People sometimes warn law students of the importance of careful proofreading and word usage, by saying that errors (or things that are perceived as errors) impair the lawyer’s credibility. I think there’s some truth to this, but the focus on “credibility” is a bit imprecise — it’s not that people will see the lawyer as dishonest, or likely to be factually inaccurate.

Instead, I think a good way of thinking about it has to do with authoritativeness. Here’s my sense of the matter, admittedly an impressionistic one rather than a scientific one:

Rightly or wrongly, something that seems to be a thoughtful written argument by a respectable professional tends to have more than just a logical persuasive effect — it also has a psychological effect. If the argument is well-crafted, the reader is inclined to credit not just the factually verifiable claims in the argument (whether about fact or about precedent), but the analogies and the speculation in that argument, too.

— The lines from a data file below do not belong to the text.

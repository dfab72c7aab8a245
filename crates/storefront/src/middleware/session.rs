//! Cart session identification.
//!
//! Carts are keyed by a caller-supplied `x-session-id` header. Callers that
//! send none share the `default` cart. The value is an opaque key, not a
//! credential.

use std::convert::Infallible;

use axum::{extract::FromRequestParts, http::request::Parts};

use crate::services::cart::DEFAULT_SESSION;

/// The HTTP header carrying the cart session key.
pub const SESSION_HEADER: &str = "x-session-id";

const MAX_SESSION_LEN: usize = 128;

/// Extractor for the cart session key.
#[derive(Debug, Clone, PartialEq, Eq)]
pub struct CartSession(pub String);

impl<S> FromRequestParts<S> for CartSession
where
    S: Send + Sync,
{
    type Rejection = Infallible;

    async fn from_request_parts(parts: &mut Parts, _state: &S) -> Result<Self, Self::Rejection> {
        let session = parts
            .headers
            .get(SESSION_HEADER)
            .and_then(|value| value.to_str().ok())
            .map(str::trim)
            .filter(|value| !value.is_empty() && value.len() <= MAX_SESSION_LEN)
            .unwrap_or(DEFAULT_SESSION);

        Ok(Self(session.to_owned()))
    }
}
//! Catalog listing query: filters compose with AND, then sort, then paginate.

use greenhouse_core::Price;
use serde::{Deserialize, Serialize};

use crate::models::{CareLevel, Plant, PlantCategory};

const DEFAULT_LIMIT: u32 = 12;
const MAX_LIMIT: u32 = 100;

/// Sort order for catalog listings. Without one, catalog order is kept.
#[derive(Debug, Clone, Copy, PartialEq, Eq, Deserialize)]
#[serde(rename_all = "snake_case")]
pub enum PlantSort {
    PriceAsc,
    PriceDesc,
    Name,
    Rating,
    /// Catalog order.
    Newest,
}

/// Query-string parameters of `GET /plants`.
#[derive(Debug, Clone, Default, Deserialize)]
#[serde(default, rename_all = "camelCase")]
pub struct PlantQuery {
    pub category: Option<PlantCategory>,
    pub search: Option<String>,
    pub min_price: Option<Price>,
    pub max_price: Option<Price>,
    pub in_stock: Option<bool>,
    pub care_level: Option<CareLevel>,
    pub featured: Option<bool>,
    pub sort: Option<PlantSort>,
    pub page: Option<u32>,
    pub limit: Option<u32>,
}

/// One page of listing results.
#[derive(Debug, Clone, Serialize)]
#[serde(rename_all = "camelCase")]
pub struct PlantPage {
    pub plants: Vec<Plant>,
    pub total: usize,
    pub page: u32,
    pub limit: u32,
    pub total_pages: u32,
}

impl PlantQuery {
    fn matches(&self, plant: &Plant, needle: Option<&str>) -> bool {
        self.category.is_none_or(|c| plant.category == c)
            && self.care_level.is_none_or(|c| plant.care_level == c)
            && self.in_stock.is_none_or(|s| plant.in_stock == s)
            && self.featured.is_none_or(|f| plant.featured == f)
            && self.min_price.is_none_or(|min| plant.price >= min)
            && self.max_price.is_none_or(|max| plant.price <= max)
            && needle.is_none_or(|n| {
                plant.name.to_lowercase().contains(n)
                    || plant.scientific_name.to_lowercase().contains(n)
                    || plant.description.to_lowercase().contains(n)
            })
    }

    pub(super) fn run(&self, plants: &[Plant]) -> PlantPage {
        let needle = self
            .search
            .as_deref()
            .map(str::trim)
            .filter(|s| !s.is_empty())
            .map(str::to_lowercase);

        let mut matched: Vec<&Plant> = plants
            .iter()
            .filter(|plant| self.matches(plant, needle.as_deref()))
            .collect();

        match self.sort {
            Some(PlantSort::PriceAsc) => matched.sort_by(|a, b| a.price.cmp(&b.price)),
            Some(PlantSort::PriceDesc) => matched.sort_by(|a, b| b.price.cmp(&a.price)),
            Some(PlantSort::Name) => matched.sort_by(|a, b| a.name.cmp(&b.name)),
            Some(PlantSort::Rating) => matched.sort_by(|a, b| b.rating.total_cmp(&a.rating)),
            Some(PlantSort::Newest) | None => {}
        }

        let page = self.page.unwrap_or(1).max(1);
        let limit = self.limit.unwrap_or(DEFAULT_LIMIT).clamp(1, MAX_LIMIT);
        let total = matched.len();
        let total_pages = u32::try_from(total.div_ceil(limit as usize)).unwrap_or(u32::MAX);
        let offset = (page as usize - 1).saturating_mul(limit as usize);

        PlantPage {
            plants: matched
                .into_iter()
                .skip(offset)
                .take(limit as usize)
                .cloned()
                .collect(),
            total,
            page,
            limit,
            total_pages,
        }
    }
}
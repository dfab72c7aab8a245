//! Storefront configuration loaded from environment variables.
//!
//! # Environment Variables
//!
//! All variables are optional; the server runs fully in memory with a
//! log-only notifier when nothing is set.
//!
//! - `STOREFRONT_HOST` - Bind address (default: 127.0.0.1)
//! - `STOREFRONT_PORT` - Listen port (default: 5000)
//! - `STOREFRONT_DATABASE_URL` / `DATABASE_URL` - Postgres URL for the order mirror
//! - `SMTP_HOST`, `SMTP_PORT`, `SMTP_USERNAME`, `SMTP_PASSWORD`, `EMAIL_FROM` - Email delivery
//! - `ADMIN_NOTIFY_EMAIL` - Shop inbox for new-order and contact notifications
//! - `BOOTSTRAP_ADMIN_EMAIL` - Email granted admin rights (default: admin@greenhouse.local)
//! - `BOOTSTRAP_ADMIN_PASSWORD` - Seeds the bootstrap admin at start-up when set
//! - `EXPOSE_OTP_ON_DELIVERY_FAILURE` - Return OTPs in responses when email fails (default: true)
//! - `SIDE_EFFECT_TIMEOUT_SECS` - Bound on notifier and mirror calls (default: 5)
//! - `CORS_ALLOWED_ORIGIN` - Single allowed origin (default: any)
//! - `SENTRY_DSN`, `SENTRY_ENVIRONMENT` - Sentry error tracking

use std::net::{IpAddr, Ipv4Addr, SocketAddr};
use std::str::FromStr;
use std::time::Duration;

use greenhouse_core::Email;
use secrecy::SecretString;
use thiserror::Error;

const DEFAULT_PORT: u16 = 5000;
const DEFAULT_SMTP_PORT: u16 = 587;
const DEFAULT_SIDE_EFFECT_TIMEOUT_SECS: u64 = 5;
const DEFAULT_BOOTSTRAP_ADMIN_EMAIL: &str = "admin@greenhouse.local";

/// Configuration errors that can occur during loading.
#[derive(Debug, Error)]
pub enum ConfigError {
    #[error("Missing environment variable: {0}")]
    MissingEnvVar(String),
    #[error("Invalid environment variable {0}: {1}")]
    InvalidEnvVar(String, String),
}

/// Storefront application configuration.
#[derive(Debug, Clone)]
pub struct StorefrontConfig {
    /// IP address to bind the server to
    pub host: IpAddr,
    /// Port to listen on
    pub port: u16,
    /// Postgres URL for the best-effort order mirror (contains password)
    pub database_url: Option<SecretString>,
    /// SMTP settings; `None` means notifications are only logged
    pub email: Option<EmailConfig>,
    /// Shop inbox receiving order alerts and contact messages
    pub admin_notify_email: Option<Email>,
    /// The one email address that is granted admin rights
    pub bootstrap_admin_email: Email,
    /// Password for seeding the bootstrap admin at start-up
    pub bootstrap_admin_password: Option<SecretString>,
    /// Return the OTP in the response when it cannot be delivered
    pub expose_otp_on_delivery_failure: bool,
    /// Upper bound on any single notifier or mirror call
    pub side_effect_timeout: Duration,
    /// Allowed CORS origin (`None` allows any origin)
    pub cors_allowed_origin: Option<String>,
    /// Sentry DSN for error tracking
    pub sentry_dsn: Option<String>,
    /// Sentry environment name
    pub sentry_environment: Option<String>,
}

/// SMTP email configuration.
#[derive(Debug, Clone)]
pub struct EmailConfig {
    pub smtp_host: String,
    pub smtp_port: u16,
    pub smtp_username: String,
    pub smtp_password: SecretString,
    /// `From:` header, e.g. `Greenhouse <hello@greenhouse.in>`
    pub from_address: String,
}

impl StorefrontConfig {
    /// Load configuration from environment variables.
    ///
    /// Calls `dotenvy::dotenv()` to load from `.env` file if present.
    ///
    /// # Errors
    ///
    /// Returns `ConfigError` if a variable is present but cannot be parsed,
    /// or if only part of the SMTP settings are provided.
    pub fn from_env() -> Result<Self, ConfigError> {
        // Load .env file if present (ignore errors if not found)
        let _ = dotenvy::dotenv();

        let defaults = Self::default();

        let host = parse_env_or("STOREFRONT_HOST", defaults.host)?;
        let port = parse_env_or("STOREFRONT_PORT", defaults.port)?;
        let database_url = get_optional_env("STOREFRONT_DATABASE_URL")
            .or_else(|| get_optional_env("DATABASE_URL"))
            .map(SecretString::from);

        let email = EmailConfig::from_env()?;
        let admin_notify_email = get_optional_env("ADMIN_NOTIFY_EMAIL")
            .map(|value| parse_email("ADMIN_NOTIFY_EMAIL", &value))
            .transpose()?;
        let bootstrap_admin_email = get_optional_env("BOOTSTRAP_ADMIN_EMAIL").map_or_else(
            || Ok(defaults.bootstrap_admin_email.clone()),
            |value| parse_email("BOOTSTRAP_ADMIN_EMAIL", &value),
        )?;
        let bootstrap_admin_password =
            get_optional_env("BOOTSTRAP_ADMIN_PASSWORD").map(SecretString::from);

        let expose_otp_on_delivery_failure = parse_env_or(
            "EXPOSE_OTP_ON_DELIVERY_FAILURE",
            defaults.expose_otp_on_delivery_failure,
        )?;
        let side_effect_timeout = Duration::from_secs(parse_env_or(
            "SIDE_EFFECT_TIMEOUT_SECS",
            DEFAULT_SIDE_EFFECT_TIMEOUT_SECS,
        )?);

        Ok(Self {
            host,
            port,
            database_url,
            email,
            admin_notify_email,
            bootstrap_admin_email,
            bootstrap_admin_password,
            expose_otp_on_delivery_failure,
            side_effect_timeout,
            cors_allowed_origin: get_optional_env("CORS_ALLOWED_ORIGIN"),
            sentry_dsn: get_optional_env("SENTRY_DSN"),
            sentry_environment: get_optional_env("SENTRY_ENVIRONMENT"),
        })
    }

    /// Returns the socket address for binding the server.
    #[must_use]
    pub const fn socket_addr(&self) -> SocketAddr {
        SocketAddr::new(self.host, self.port)
    }
}

impl Default for StorefrontConfig {
    fn default() -> Self {
        Self {
            host: IpAddr::V4(Ipv4Addr::LOCALHOST),
            port: DEFAULT_PORT,
            database_url: None,
            email: None,
            admin_notify_email: None,
            bootstrap_admin_email: Email::parse(DEFAULT_BOOTSTRAP_ADMIN_EMAIL)
                .unwrap_or_else(|_| unreachable!("default admin email is well-formed")),
            bootstrap_admin_password: None,
            expose_otp_on_delivery_failure: true,
            side_effect_timeout: Duration::from_secs(DEFAULT_SIDE_EFFECT_TIMEOUT_SECS),
            cors_allowed_origin: None,
            sentry_dsn: None,
            sentry_environment: None,
        }
    }
}

impl EmailConfig {
    /// SMTP is enabled only when `SMTP_HOST` is set; the rest then become required.
    fn from_env() -> Result<Option<Self>, ConfigError> {
        let Some(smtp_host) = get_optional_env("SMTP_HOST") else {
            return Ok(None);
        };

        Ok(Some(Self {
            smtp_host,
            smtp_port: parse_env_or("SMTP_PORT", DEFAULT_SMTP_PORT)?,
            smtp_username: get_required_env("SMTP_USERNAME")?,
            smtp_password: SecretString::from(get_required_env("SMTP_PASSWORD")?),
            from_address: get_required_env("EMAIL_FROM")?,
        }))
    }
}

// =============================================================================
// Helper Functions
// =============================================================================

/// Get a required environment variable.
fn get_required_env(key: &str) -> Result<String, ConfigError> {
    std::env::var(key).map_err(|_| ConfigError::MissingEnvVar(key.to_string()))
}

/// Get an optional environment variable, treating blank values as unset.
fn get_optional_env(key: &str) -> Option<String> {
    std::env::var(key)
        .ok()
        .filter(|value| !value.trim().is_empty())
}

/// Parse an optional environment variable, falling back to `default`.
fn parse_env_or<T>(key: &str, default: T) -> Result<T, ConfigError>
where
    T: FromStr,
    T::Err: std::fmt::Display,
{
    get_optional_env(key).map_or(Ok(default), |value| parse_value(key, &value))
}

fn parse_value<T>(key: &str, value: &str) -> Result<T, ConfigError>
where
    T: FromStr,
    T::Err: std::fmt::Display,
{
    value
        .trim()
        .parse::<T>()
        .map_err(|e| ConfigError::InvalidEnvVar(key.to_string(), e.to_string()))
}

fn parse_email(key: &str, value: &str) -> Result<Email, ConfigError> {
    Email::parse(value).map_err(|e| ConfigError::InvalidEnvVar(key.to_string(), e.to_string()))
}

#[cfg(test)]
#[allow(clippy::unwrap_used)]
mod tests {
    use secrecy::ExposeSecret;

    use super::*;

    #[test]
    fn test_defaults() {
        let config = StorefrontConfig::default();
        assert_eq!(config.port, 5000);
        assert!(config.expose_otp_on_delivery_failure);
        assert_eq!(config.side_effect_timeout, Duration::from_secs(5));
        assert_eq!(
            config.bootstrap_admin_email.as_str(),
            "admin@greenhouse.local"
        );
    }

    #[test]
    fn test_socket_addr() {
        let config = StorefrontConfig {
            host: "0.0.0.0".parse().unwrap(),
            port: 8080,
            ..StorefrontConfig::default()
        };

        let addr = config.socket_addr();
        assert_eq!(addr.ip().to_string(), "0.0.0.0");
        assert_eq!(addr.port(), 8080);
    }

    #[test]
    fn test_parse_value_reports_variable() {
        let err = parse_value::<u16>("STOREFRONT_PORT", "http").unwrap_err();
        assert!(matches!(err, ConfigError::InvalidEnvVar(key, _) if key == "STOREFRONT_PORT"));

        let flag: bool = parse_value("EXPOSE_OTP_ON_DELIVERY_FAILURE", " false ").unwrap();
        assert!(!flag);
    }

    #[test]
    fn test_parse_email_normalizes() {
        let email = parse_email("ADMIN_NOTIFY_EMAIL", "Orders@Greenhouse.IN").unwrap();
        assert_eq!(email.as_str(), "orders@greenhouse.in");
        assert!(parse_email("ADMIN_NOTIFY_EMAIL", "orders").is_err());
    }

    #[test]
    fn test_email_config_debug_redacts_password() {
        let config = EmailConfig {
            smtp_host: "smtp.example.com".to_string(),
            smtp_port: 587,
            smtp_username: "mailer".to_string(),
            smtp_password: SecretString::from("hunter2-but-longer"),
            from_address: "Greenhouse <hello@greenhouse.in>".to_string(),
        };

        let debug_output = format!("{config:?}");
        assert!(debug_output.contains("smtp.example.com"));
        assert!(!debug_output.contains("hunter2-but-longer"));
        assert_eq!(config.smtp_password.expose_secret(), "hunter2-but-longer");
    }
}
//! Wall-clock abstraction.
//!
//! Every expiry window in the storefront (OTP lifetime, pending
//! registrations, bearer tokens, dashboard date ranges) reads time through a
//! [`Clock`] so tests can move time forward without sleeping.

use std::sync::{Arc, Mutex, PoisonError};

use chrono::{DateTime, Duration, Utc};

/// Source of the current time.
pub trait Clock: Send + Sync {
    /// The current instant.
    fn now(&self) -> DateTime<Utc>;
}

/// Clock backed by the system time.
#[derive(Debug, Clone, Copy, Default)]
pub struct SystemClock;

impl Clock for SystemClock {
    fn now(&self) -> DateTime<Utc> {
        Utc::now()
    }
}

/// A clock that only moves when told to.
///
/// Cloning shares the underlying instant, so a test can hold one handle and
/// hand another to the services under test.
#[derive(Debug, Clone)]
pub struct ManualClock {
    now: Arc<Mutex<DateTime<Utc>>>,
}

impl ManualClock {
    /// Create a clock frozen at `start`.
    #[must_use]
    pub fn new(start: DateTime<Utc>) -> Self {
        Self {
            now: Arc::new(Mutex::new(start)),
        }
    }

    /// Move the clock forward.
    pub fn advance(&self, by: Duration) {
        let mut now = self.now.lock().unwrap_or_else(PoisonError::into_inner);
        *now += by;
    }

    /// Jump to an absolute instant.
    pub fn set(&self, to: DateTime<Utc>) {
        *self.now.lock().unwrap_or_else(PoisonError::into_inner) = to;
    }
}

impl Default for ManualClock {
    fn default() -> Self {
        Self::new(Utc::now())
    }
}

impl Clock for ManualClock {
    fn now(&self) -> DateTime<Utc> {
        *self.now.lock().unwrap_or_else(PoisonError::into_inner)
    }
}

/// Shared clock handle used by the services.
pub type SharedClock = Arc<dyn Clock>;
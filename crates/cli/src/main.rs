//! Greenhouse CLI - Order mirror database tools.
//!
//! # Usage
//!
//! ```bash
//! # Apply pending order mirror migrations
//! gh-cli migrate run
//!
//! # List the migrations bundled with this binary
//! gh-cli migrate list
//! ```
//!
//! # Commands
//!
//! - `migrate run` - Apply migrations to the mirror database
//! - `migrate list` - Show bundled migrations without connecting

#![cfg_attr(not(test), forbid(unsafe_code))]

use clap::{Parser, Subcommand};

mod commands;

#[derive(Parser)]
#[command(name = "gh-cli")]
#[command(author, version, about = "Greenhouse CLI tools")]
struct Cli {
    #[command(subcommand)]
    command: Commands,
}

#[derive(Subcommand)]
enum Commands {
    /// Order mirror database migrations
    Migrate {
        #[command(subcommand)]
        action: MigrateAction,
    },
}

#[derive(Subcommand)]
enum MigrateAction {
    /// Apply pending migrations
    Run {
        /// Database URL (defaults to `STOREFRONT_DATABASE_URL`, then `DATABASE_URL`)
        #[arg(long)]
        database_url: Option<String>,
    },
    /// List bundled migrations
    List,
}

#[tokio::main]
async fn main() {
    // Initialize tracing
    tracing_subscriber::fmt::init();

    let cli = Cli::parse();

    let result: Result<(), Box<dyn std::error::Error>> = run(cli).await;

    if let Err(e) = result {
        tracing::error!("Command failed: {e}");
        std::process::exit(1);
    }
}

async fn run(cli: Cli) -> Result<(), Box<dyn std::error::Error>> {
    match cli.command {
        Commands::Migrate { action } => match action {
            MigrateAction::Run { database_url } => {
                commands::migrate::run(database_url).await?;
            }
            MigrateAction::List => commands::migrate::list(),
        },
    }
    Ok(())
}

The reader, even a judge (who is therefore of higher status than the writer), is likely to subconsciously treat the argument as having some authority. This usually won’t let the author get away with total nonsense, or mischaracterization of the facts and the law (once that’s exposed). But when the argument involves judgment calls — is the case really that similar to that precedent? what are the practical effects of a ruling likely to be? — the reader will be inclined to be moved by the argument even beyond what the purely logical force of the argument justifies.

As a lawyer, you want to create this bubble of authoritativeness, so you can take advantage of this psychological effect. But slips, even something as small as a typo, or something less small, like a usage error, can pop that bubble.

First, they distract the reader from the flow of your argument; they break the spell that successful rhetoric can cast.

Second, they make you seem less authoritative — sloppy (as with typos) or ill-educated (as with usage errors, or perceived usage errors). The reader won’t consciously say, “Oh, this lawyer doesn’t know how to use this word, so I’ll vote against his client” or even “so I’ll be more skeptical of his logical argument.” But subconsciously the extra support you’ve gotten from your perceived authoritativeness (whether or not that perceived authoritativeness is justified) will have largely disappeared.

This also relates, I think, to why excessive rhetoric (and especially exclamation marks!!!) are likely to be less effective in written argument addressed to judges and to other lawyers and academics. The people that legal professionals see as having the most authority are the ones that appear to be calmly explaining “just the facts” — this is the law (or the policy argument or the response to the other side’s arguments), and it just so happens to help my client.

If you look like you’re angry, overexcited, strident, or even too impassioned you don’t look like the sort of person that we see as most authoritative any more. You thus lose the psychological force that the bubble of authoritativeness provides you, and you’re unlikely to regain that psychological force through your visible agitation or emotion.

I can’t speak to whether the same is true when it comes to oral presentation, especially to jurors and other laypeople, where the emotion might be more effective. But with judges and other lawyers reading your written arguments, I think the emotional force of anger, excitement, and passion is unlikely to be that helpful.

In any case, that’s my tentative sense of the matter — I’d be glad to hear what others who are experienced in such matters might think.